What is needed: Determine how many lines below contain the string "await" and give that number without anything else.

Records for this exercise:
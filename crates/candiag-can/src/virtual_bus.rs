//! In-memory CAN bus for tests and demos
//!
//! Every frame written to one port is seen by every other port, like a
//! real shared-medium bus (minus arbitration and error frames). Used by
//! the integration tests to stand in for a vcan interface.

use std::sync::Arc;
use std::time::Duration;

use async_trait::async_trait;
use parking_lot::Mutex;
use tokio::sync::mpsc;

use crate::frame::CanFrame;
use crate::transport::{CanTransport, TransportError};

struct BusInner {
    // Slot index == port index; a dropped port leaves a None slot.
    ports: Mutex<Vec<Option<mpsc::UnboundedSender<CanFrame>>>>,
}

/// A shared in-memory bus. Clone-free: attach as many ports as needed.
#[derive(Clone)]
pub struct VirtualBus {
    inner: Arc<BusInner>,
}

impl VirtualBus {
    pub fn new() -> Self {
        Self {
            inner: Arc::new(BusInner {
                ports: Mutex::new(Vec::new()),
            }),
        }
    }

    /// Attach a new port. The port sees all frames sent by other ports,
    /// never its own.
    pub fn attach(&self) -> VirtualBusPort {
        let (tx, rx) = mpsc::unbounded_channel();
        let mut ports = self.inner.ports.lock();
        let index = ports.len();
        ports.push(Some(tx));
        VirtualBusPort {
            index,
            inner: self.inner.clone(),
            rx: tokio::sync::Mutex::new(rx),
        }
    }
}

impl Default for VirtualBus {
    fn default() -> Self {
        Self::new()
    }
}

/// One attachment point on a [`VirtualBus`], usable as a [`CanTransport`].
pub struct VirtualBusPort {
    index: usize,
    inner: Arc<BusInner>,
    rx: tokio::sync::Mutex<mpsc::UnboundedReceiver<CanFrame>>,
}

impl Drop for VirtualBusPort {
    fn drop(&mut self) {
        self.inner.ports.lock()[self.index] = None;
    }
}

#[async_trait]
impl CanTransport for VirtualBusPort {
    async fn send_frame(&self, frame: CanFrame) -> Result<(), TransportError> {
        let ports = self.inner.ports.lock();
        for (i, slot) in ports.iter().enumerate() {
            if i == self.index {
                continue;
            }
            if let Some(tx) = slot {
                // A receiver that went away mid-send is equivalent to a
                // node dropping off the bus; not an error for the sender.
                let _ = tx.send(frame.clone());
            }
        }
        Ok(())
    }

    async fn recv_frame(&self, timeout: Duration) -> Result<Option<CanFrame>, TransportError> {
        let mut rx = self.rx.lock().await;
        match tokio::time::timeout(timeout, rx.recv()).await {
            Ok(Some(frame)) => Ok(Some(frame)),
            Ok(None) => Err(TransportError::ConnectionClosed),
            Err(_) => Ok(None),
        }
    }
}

...

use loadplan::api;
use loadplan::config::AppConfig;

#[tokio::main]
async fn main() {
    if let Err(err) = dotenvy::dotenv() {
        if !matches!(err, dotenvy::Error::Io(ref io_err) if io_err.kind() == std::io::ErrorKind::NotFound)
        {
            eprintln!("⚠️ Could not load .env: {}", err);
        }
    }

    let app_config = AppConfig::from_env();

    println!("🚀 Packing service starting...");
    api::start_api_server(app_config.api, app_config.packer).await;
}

Result of the task: 3